I waited five minutes, but she was nowhere, so fuck it, I decided that by the time she'd returned from the ladies' room or wherever she was, and I'd asked her politely to move out of my signed-in slot, then asked her rudely after she said no, then dragged her table into the street and thrown a few punches… it would be simpler and less sweaty to go back to the sign-in sheet and pick a different location.

My new slot was two blocks away, and someone was in it, too — two someones, actually. The vendors on both sides of me were in their assigned spots, but they both had oversized tables, so my spot was filled with the north side of one guy's table and the south side of another's.

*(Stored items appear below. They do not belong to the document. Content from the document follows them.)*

//! # Gamepad Events
//!
//! Watch gamepads attached to this machine and log their button events.
//!
//! This application drives the gamepad manager from a tokio loop: evdev
//! devices are rescanned for hotplug on a slow timer and the manager is
//! refreshed at the configured rate.

use std::cell::RefCell;
use std::rc::Rc;

use anyhow::{Context, Result};
use tokio::time::{interval, MissedTickBehavior};
use tracing::{debug, info, warn};

use gamepad_events::config::Config;
use gamepad_events::gamepad::{GamepadEvent, GamepadManager, GamepadView, ManagerEvent};
use gamepad_events::source::evdev::EvdevSource;
use gamepad_events::telemetry::{EventLogger, EventRecord};

type SharedLogger = Rc<RefCell<EventLogger>>;

/// Main entry point for Gamepad Events
///
/// # Control Flow
///
/// 1. **Initialization**
///    - Set up logging with tracing subscriber
///    - Load configuration (first argument, defaults when omitted)
///    - Open the event log if enabled
///    - Start the manager and run a first device scan
///
/// 2. **Main Loop**
///    - Refresh all gamepads at `poll.refresh_rate_hz`
///    - Rescan input devices every `poll.scan_interval_ms`
///    - Handle Ctrl+C for graceful shutdown
///
/// 3. **Graceful Shutdown**
///    - Stop the manager
///    - Clean exit
///
/// # Errors
///
/// Returns error if:
/// - The configuration file cannot be loaded
/// - The event log directory cannot be created
/// - The input device directory cannot be listed on the first scan
///
/// # Examples
///
/// ```bash
/// cargo run --release -- config/default.toml
/// ```
///
/// Expected output:
/// ```text
/// INFO gamepad_events: Gamepad Events v0.1.0 starting...
/// INFO gamepad_events::source::evdev: Found gamepad at /dev/input/event21: 54c-ce6-DualSense Wireless Controller (index 0)
/// INFO gamepad_events::gamepad::manager: Gamepad connected at index 0: 54c-ce6-DualSense Wireless Controller. 13 buttons, 8 axes.
/// ```
#[tokio::main]
async fn main() -> Result<()> {
    // Initialize logging
    tracing_subscriber::fmt()
        .with_env_filter(
            tracing_subscriber::EnvFilter::from_default_env()
                .add_directive(tracing::Level::INFO.into()),
        )
        .init();

    info!("Gamepad Events v{} starting...", env!("CARGO_PKG_VERSION"));

    let config = load_config(std::env::args().nth(1))?;
    debug!("Configuration: {:?}", config);

    let logger: Option<SharedLogger> = if config.telemetry.enabled {
        let logger = EventLogger::new(&config.telemetry)
            .context("Failed to open event log")?;
        info!("Logging events to {}", config.telemetry.log_dir);
        Some(Rc::new(RefCell::new(logger)))
    } else {
        None
    };

    let source = Rc::new(EvdevSource::with_device_dir(&config.input.device_dir));
    let manager = GamepadManager::with_config(source.clone(), config.gamepad);

    manager.start().events().subscribe(move |event| {
        let ManagerEvent::GamepadConnected(gamepad) = event;
        watch_gamepad(gamepad, logger.clone());
    });

    source
        .scan()
        .with_context(|| format!("Failed to scan {}", config.input.device_dir))?;
    if manager.is_empty() {
        info!("No gamepad connected yet, waiting...");
    }

    let mut refresh_interval = interval(config.poll.refresh_period());
    refresh_interval.set_missed_tick_behavior(MissedTickBehavior::Skip);
    let mut scan_interval = interval(config.poll.scan_period());
    scan_interval.set_missed_tick_behavior(MissedTickBehavior::Delay);

    info!(
        "Refreshing at {}Hz, scanning every {}ms",
        config.poll.refresh_rate_hz, config.poll.scan_interval_ms
    );
    info!("Press Ctrl+C to exit");

    // Main loop
    loop {
        tokio::select! {
            _ = refresh_interval.tick() => {
                manager.refresh();
            }

            _ = scan_interval.tick() => {
                if let Err(e) = source.scan() {
                    warn!("Device scan failed: {}", e);
                }
            }

            // Handle Ctrl+C for graceful shutdown
            _ = tokio::signal::ctrl_c() => {
                info!("Received Ctrl+C, shutting down...");
                break;
            }
        }
    }

    manager.stop();
    info!("{} gamepad(s) connected at exit", manager.len());

    Ok(())
}

/// Loads the configuration file given on the command line, or the defaults.
fn load_config(path: Option<String>) -> Result<Config> {
    match path {
        Some(path) => {
            info!("Loading configuration from {}", path);
            Config::load(&path).with_context(|| format!("Failed to load configuration from {}", path))
        }
        None => {
            info!("No configuration file given, using defaults");
            Ok(Config::default())
        }
    }
}

/// Logs every event of a newly connected gamepad.
fn watch_gamepad(gamepad: &GamepadView, logger: Option<SharedLogger>) {
    let id = gamepad.id();
    let index = gamepad.index();

    if let Some(logger) = &logger {
        write_record(logger, &EventRecord::connected(&id, index));
    }

    gamepad.events().subscribe(move |event| {
        match event {
            GamepadEvent::ButtonDown(button) => debug!("Gamepad {:?}: button {} down", index, button),
            GamepadEvent::ButtonUp(button) => debug!("Gamepad {:?}: button {} up", index, button),
            GamepadEvent::Disconnected => debug!("Gamepad {:?}: disconnected", index),
        }

        if let Some(logger) = &logger {
            write_record(logger, &EventRecord::gamepad(&id, index, event));
        }
    });
}

fn write_record(logger: &SharedLogger, record: &EventRecord) {
    if let Err(e) = logger.borrow_mut().log(record) {
        warn!("Failed to write event log: {}", e);
    }
}

#[cfg(test)]
mod tests {
    use super::*;
    use gamepad_events::config::TelemetryConfig;
    use gamepad_events::source::virtual_pad::VirtualSource;

    #[test]
    fn test_load_config_defaults() {
        let config = load_config(None).unwrap();
        assert_eq!(config, Config::default());
    }

    #[test]
    fn test_load_config_missing_file() {
        assert!(load_config(Some("/nonexistent/config.toml".to_string())).is_err());
    }

    #[test]
    fn test_load_shipped_default_config() {
        let path = concat!(env!("CARGO_MANIFEST_DIR"), "/config/default.toml");
        let config = load_config(Some(path.to_string())).unwrap();
        assert_eq!(config, Config::default());
    }

    #[test]
    fn test_watch_gamepad_logs_events() {
        let dir = tempfile::tempdir().unwrap();
        let telemetry = TelemetryConfig {
            enabled: true,
            log_dir: dir.path().to_string_lossy().to_string(),
            ..TelemetryConfig::default()
        };
        let logger = Rc::new(RefCell::new(EventLogger::new(&telemetry).unwrap()));

        let source = Rc::new(VirtualSource::new());
        let manager = GamepadManager::new(source.clone());
        let shared = Rc::clone(&logger);
        manager.start().events().subscribe(move |event| {
            let ManagerEvent::GamepadConnected(gamepad) = event;
            watch_gamepad(gamepad, Some(Rc::clone(&shared)));
        });

        source.attach("TestPad", 0, 2, 0);
        source.press(0, 1);
        manager.refresh();
        source.detach(0);

        let path = logger.borrow().current_file().unwrap().to_path_buf();
        let events: Vec<String> = std::fs::read_to_string(path)
            .unwrap()
            .lines()
            .map(|line| {
                let value: serde_json::Value = serde_json::from_str(line).unwrap();
                value["event"].as_str().unwrap().to_string()
            })
            .collect();
        assert_eq!(events, vec!["gamepadConnected", "buttonDown", "disconnected"]);
    }
}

This time I argued, all three of us argued, and it got loud. They weren't going to relocate unless the city clipboard schmuck told them to, and he was nowhere to be seen. I suppose I could've tipped their tables over, and I was tempted, but it was a hot day and I just wanted to sell some damned fish, so after a few minutes of yelling and swearing and being yelled at and swore at, I took an empty space across the street. Without signing in.

By the time I'd set up my table, about half an hour had been wasted, and I was in a bad mood all afternoon.

Abolish all the rules, I say. Especially if nobody's following the rules anyway. Certainly, abolish the licenses for vending on Telegraph, and the daily lottery for spaces, and the sign-in sheets that nobody really looks at except maybe the clipboard schmuck. Instead of this over-complicated system that nobody really follows, how's about this: you show up, pick a spot, set up your table, and that's your spot for the day.

The turf wars and politics piss me off. Jay and I have played by all the stupid rules and paid all the stupid fees, and for our trouble I got dicked around today.

And I don't even know what I should've done. It didn't seem worth the bother of losing my temper when my first spot was taken. I lost my temper at the second spot, but even then I backed down. Should I have dragged the other vendor's table out of my space? Am I supposed to go to war over four feet of retail space on the street?

From Pathetic Life #14
Saturday & Sunday, July 1-2, 1995

This is an entry retyped from an on-paper zine I wrote many years ago, called Pathetic Life. The opinions stated were my opinions then, but might not be my opinions now. Also, I said and did some disgusting things, so parental guidance is advised.